(STUDY MATERIAL Opens)
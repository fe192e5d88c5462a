//! REST client for the WhatsApp gateway.
//!
//! # Endpoints
//!
//! | Operation            | Request                                   | Success body                       |
//! |----------------------|-------------------------------------------|------------------------------------|
//! | `create_session`     | `POST   {base}/whatsapp/sessions`         | `{"sessionId": "..", "qrCode": ".."}` |
//! | `session_status`     | `GET    {base}/whatsapp/sessions/{id}/status` | `{"connected": true}`          |
//! | `disconnect_session` | `DELETE {base}/whatsapp/sessions/{id}`    | any 2xx                            |
//!
//! Non-2xx responses become [`GatewayError::Status`].  The message is taken
//! from a JSON `message` or `error` field when the gateway sends one, and
//! from the raw body otherwise.

use std::time::Duration;

use async_trait::async_trait;
use reqwest::{Client, RequestBuilder, Response, Url};
use serde::de::DeserializeOwned;
use serde::Deserialize;
use thiserror::Error;
use tracing::debug;

use wa_pairing_core::{
    CreatedSession, GatewayError, PairingGateway, PairingImage, SessionId, SessionStatus,
};

use crate::infrastructure::storage::config::GatewayConfig;

/// Errors building an [`HttpGateway`].
#[derive(Debug, Error)]
pub enum HttpGatewayError {
    #[error("invalid gateway base URL '{url}': {reason}")]
    InvalidBaseUrl { url: String, reason: String },

    #[error("failed to build HTTP client: {0}")]
    Client(#[from] reqwest::Error),
}

#[derive(Debug, Deserialize)]
#[serde(rename_all = "camelCase")]
struct CreateSessionResponse {
    session_id: String,
    qr_code: String,
}

#[derive(Debug, Deserialize)]
struct StatusResponse {
    connected: bool,
}

#[derive(Debug, Default, Deserialize)]
struct ErrorBody {
    message: Option<String>,
    error: Option<String>,
}

/// [`PairingGateway`] over HTTP/JSON.
#[derive(Debug, Clone)]
pub struct HttpGateway {
    client: Client,
    base_url: Url,
    api_token: Option<String>,
}

impl HttpGateway {
    /// Builds a gateway client from the `[gateway]` config section.
    ///
    /// # Errors
    ///
    /// Returns [`HttpGatewayError::InvalidBaseUrl`] if `base_url` is not an
    /// absolute http(s) URL, or [`HttpGatewayError::Client`] if the TLS
    /// backend fails to initialise.
    pub fn from_config(config: &GatewayConfig) -> Result<Self, HttpGatewayError> {
        let client = Client::builder()
            .timeout(config.request_timeout())
            .connect_timeout(Duration::from_secs(5))
            .build()?;
        Self::with_client(client, &config.base_url, config.api_token.clone())
    }

    /// Builds a gateway client around an existing `reqwest::Client`.
    pub fn with_client(
        client: Client,
        base_url: &str,
        api_token: Option<String>,
    ) -> Result<Self, HttpGatewayError> {
        let invalid = |reason: String| HttpGatewayError::InvalidBaseUrl {
            url: base_url.to_string(),
            reason,
        };
        let parsed = Url::parse(base_url).map_err(|e| invalid(e.to_string()))?;
        if !matches!(parsed.scheme(), "http" | "https") || parsed.cannot_be_a_base() {
            return Err(invalid("expected an http:// or https:// URL".to_string()));
        }

        Ok(Self {
            client,
            base_url: parsed,
            api_token,
        })
    }

    /// Appends `segments` to the base URL, percent-encoding each one.
    fn endpoint(&self, segments: &[&str]) -> Url {
        let mut url = self.base_url.clone();
        // Infallible: `with_client` rejects cannot-be-a-base URLs.
        if let Ok(mut path) = url.path_segments_mut() {
            path.pop_if_empty().extend(segments);
        }
        url
    }

    fn authorize(&self, request: RequestBuilder) -> RequestBuilder {
        match &self.api_token {
            Some(token) => request.bearer_auth(token),
            None => request,
        }
    }

    /// Sends `request` and turns transport failures and non-2xx statuses into
    /// [`GatewayError`]s.
    async fn send(&self, request: RequestBuilder) -> Result<Response, GatewayError> {
        let response = self
            .authorize(request)
            .send()
            .await
            .map_err(|e| GatewayError::Transport(e.to_string()))?;

        let status = response.status();
        if status.is_success() {
            return Ok(response);
        }

        let body = response.text().await.unwrap_or_default();
        Err(GatewayError::Status {
            status: status.as_u16(),
            message: error_message(&body, status.canonical_reason()),
        })
    }

    async fn send_json<T: DeserializeOwned>(&self, request: RequestBuilder) -> Result<T, GatewayError> {
        self.send(request)
            .await?
            .json::<T>()
            .await
            .map_err(|e| GatewayError::InvalidResponse(e.to_string()))
    }
}

/// Picks the most useful human-readable message out of an error body.
fn error_message(body: &str, reason: Option<&str>) -> String {
    let parsed: ErrorBody = serde_json::from_str(body).unwrap_or_default();
    parsed
        .message
        .or(parsed.error)
        .or_else(|| {
            let trimmed = body.trim();
            (!trimmed.is_empty()).then(|| trimmed.to_string())
        })
        .or_else(|| reason.map(str::to_string))
        .unwrap_or_else(|| "no details".to_string())
}

#[async_trait]
impl PairingGateway for HttpGateway {
    async fn create_session(&self) -> Result<CreatedSession, GatewayError> {
        let url = self.endpoint(&["whatsapp", "sessions"]);
        debug!(%url, "creating pairing session");
        let body: CreateSessionResponse = self.send_json(self.client.post(url)).await?;

        if body.session_id.is_empty() {
            return Err(GatewayError::InvalidResponse("empty sessionId".to_string()));
        }
        Ok(CreatedSession {
            session_id: SessionId::new(body.session_id),
            pairing_image: PairingImage::new(body.qr_code),
        })
    }

    async fn session_status(&self, session_id: &SessionId) -> Result<SessionStatus, GatewayError> {
        let url = self.endpoint(&["whatsapp", "sessions", session_id.as_str(), "status"]);
        let body: StatusResponse = self.send_json(self.client.get(url)).await?;
        Ok(SessionStatus {
            connected: body.connected,
        })
    }

    async fn disconnect_session(&self, session_id: &SessionId) -> Result<(), GatewayError> {
        let url = self.endpoint(&["whatsapp", "sessions", session_id.as_str()]);
        debug!(%url, "disconnecting session");
        self.send(self.client.delete(url)).await?;
        Ok(())
    }
}

// ── Tests ─────────────────────────────────────────────────────────────────────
(STUDY MATERIAL Closes)
• DIRECTIONS: Word for word, give the records again.

• ANSWER TO THIS TASK:
repository fe192e5d88c5462a
//! REST client for the WhatsApp gateway.
//!
//! # Endpoints
//!
//! | Operation            | Request                                   | Success body                       |
//! |----------------------|-------------------------------------------|------------------------------------|
//! | `create_session`     | `POST   {base}/whatsapp/sessions`         | `{"sessionId": "..", "qrCode": ".."}` |
//! | `session_status`     | `GET    {base}/whatsapp/sessions/{id}/status` | `{"connected": true}`          |
//! | `disconnect_session` | `DELETE {base}/whatsapp/sessions/{id}`    | any 2xx                            |
//!
//! Non-2xx responses become [`GatewayError::Status`].  The message is taken
//! from a JSON `message` or `error` field when the gateway sends one, and
//! from the raw body otherwise.

use std::time::Duration;

use async_trait::async_trait;
use reqwest::{Client, RequestBuilder, Response, Url};
use serde::de::DeserializeOwned;
use serde::Deserialize;
use thiserror::Error;
use tracing::debug;

use wa_pairing_core::{
    CreatedSession, GatewayError, PairingGateway, PairingImage, SessionId, SessionStatus,
};

use crate::infrastructure::storage::config::GatewayConfig;

/// Errors building an [`HttpGateway`].
#[derive(Debug, Error)]
pub enum HttpGatewayError {
    #[error("invalid gateway base URL '{url}': {reason}")]
    InvalidBaseUrl { url: String, reason: String },

    #[error("failed to build HTTP client: {0}")]
    Client(#[from] reqwest::Error),
}

#[derive(Debug, Deserialize)]
#[serde(rename_all = "camelCase")]
struct CreateSessionResponse {
    session_id: String,
    qr_code: String,
}

#[derive(Debug, Deserialize)]
struct StatusResponse {
    connected: bool,
}

#[derive(Debug, Default, Deserialize)]
struct ErrorBody {
    message: Option<String>,
    error: Option<String>,
}

/// [`PairingGateway`] over HTTP/JSON.
#[derive(Debug, Clone)]
pub struct HttpGateway {
    client: Client,
    base_url: Url,
    api_token: Option<String>,
}

impl HttpGateway {
    /// Builds a gateway client from the `[gateway]` config section.
    ///
    /// # Errors
    ///
    /// Returns [`HttpGatewayError::InvalidBaseUrl`] if `base_url` is not an
    /// absolute http(s) URL, or [`HttpGatewayError::Client`] if the TLS
    /// backend fails to initialise.
    pub fn from_config(config: &GatewayConfig) -> Result<Self, HttpGatewayError> {
        let client = Client::builder()
            .timeout(config.request_timeout())
            .connect_timeout(Duration::from_secs(5))
            .build()?;
        Self::with_client(client, &config.base_url, config.api_token.clone())
    }

    /// Builds a gateway client around an existing `reqwest::Client`.
    pub fn with_client(
        client: Client,
        base_url: &str,
        api_token: Option<String>,
    ) -> Result<Self, HttpGatewayError> {
        let invalid = |reason: String| HttpGatewayError::InvalidBaseUrl {
            url: base_url.to_string(),
            reason,
        };
        let parsed = Url::parse(base_url).map_err(|e| invalid(e.to_string()))?;
        if !matches!(parsed.scheme(), "http" | "https") || parsed.cannot_be_a_base() {
            return Err(invalid("expected an http:// or https:// URL".to_string()));
        }

        Ok(Self {
            client,
            base_url: parsed,
            api_token,
        })
    }

    /// Appends `segments` to the base URL, percent-encoding each one.
    fn endpoint(&self, segments: &[&str]) -> Url {
        let mut url = self.base_url.clone();
        // Infallible: `with_client` rejects cannot-be-a-base URLs.
        if let Ok(mut path) = url.path_segments_mut() {
            path.pop_if_empty().extend(segments);
        }
        url
    }

    fn authorize(&self, request: RequestBuilder) -> RequestBuilder {
        match &self.api_token {
            Some(token) => request.bearer_auth(token),
            None => request,
        }
    }

    /// Sends `request` and turns transport failures and non-2xx statuses into
    /// [`GatewayError`]s.
    async fn send(&self, request: RequestBuilder) -> Result<Response, GatewayError> {
        let response = self
            .authorize(request)
            .send()
            .await
            .map_err(|e| GatewayError::Transport(e.to_string()))?;

        let status = response.status();
        if status.is_success() {
            return Ok(response);
        }

        let body = response.text().await.unwrap_or_default();
        Err(GatewayError::Status {
            status: status.as_u16(),
            message: error_message(&body, status.canonical_reason()),
        })
    }

    async fn send_json<T: DeserializeOwned>(&self, request: RequestBuilder) -> Result<T, GatewayError> {
        self.send(request)
            .await?
            .json::<T>()
            .await
            .map_err(|e| GatewayError::InvalidResponse(e.to_string()))
    }
}

/// Picks the most useful human-readable message out of an error body.
fn error_message(body: &str, reason: Option<&str>) -> String {
    let parsed: ErrorBody = serde_json::from_str(body).unwrap_or_default();
    parsed
        .message
        .or(parsed.error)
        .or_else(|| {
            let trimmed = body.trim();
            (!trimmed.is_empty()).then(|| trimmed.to_string())
        })
        .or_else(|| reason.map(str::to_string))
        .unwrap_or_else(|| "no details".to_string())
}

#[async_trait]
impl PairingGateway for HttpGateway {
    async fn create_session(&self) -> Result<CreatedSession, GatewayError> {
        let url = self.endpoint(&["whatsapp", "sessions"]);
        debug!(%url, "creating pairing session");
        let body: CreateSessionResponse = self.send_json(self.client.post(url)).await?;

        if body.session_id.is_empty() {
            return Err(GatewayError::InvalidResponse("empty sessionId".to_string()));
        }
        Ok(CreatedSession {
            session_id: SessionId::new(body.session_id),
            pairing_image: PairingImage::new(body.qr_code),
        })
    }

    async fn session_status(&self, session_id: &SessionId) -> Result<SessionStatus, GatewayError> {
        let url = self.endpoint(&["whatsapp", "sessions", session_id.as_str(), "status"]);
        let body: StatusResponse = self.send_json(self.client.get(url)).await?;
        Ok(SessionStatus {
            connected: body.connected,
        })
    }

    async fn disconnect_session(&self, session_id: &SessionId) -> Result<(), GatewayError> {
        let url = self.endpoint(&["whatsapp", "sessions", session_id.as_str()]);
        debug!(%url, "disconnecting session");
        self.send(self.client.delete(url)).await?;
        Ok(())
    }
}

// ── Tests ─────────────────────────────────────────────────────────────────────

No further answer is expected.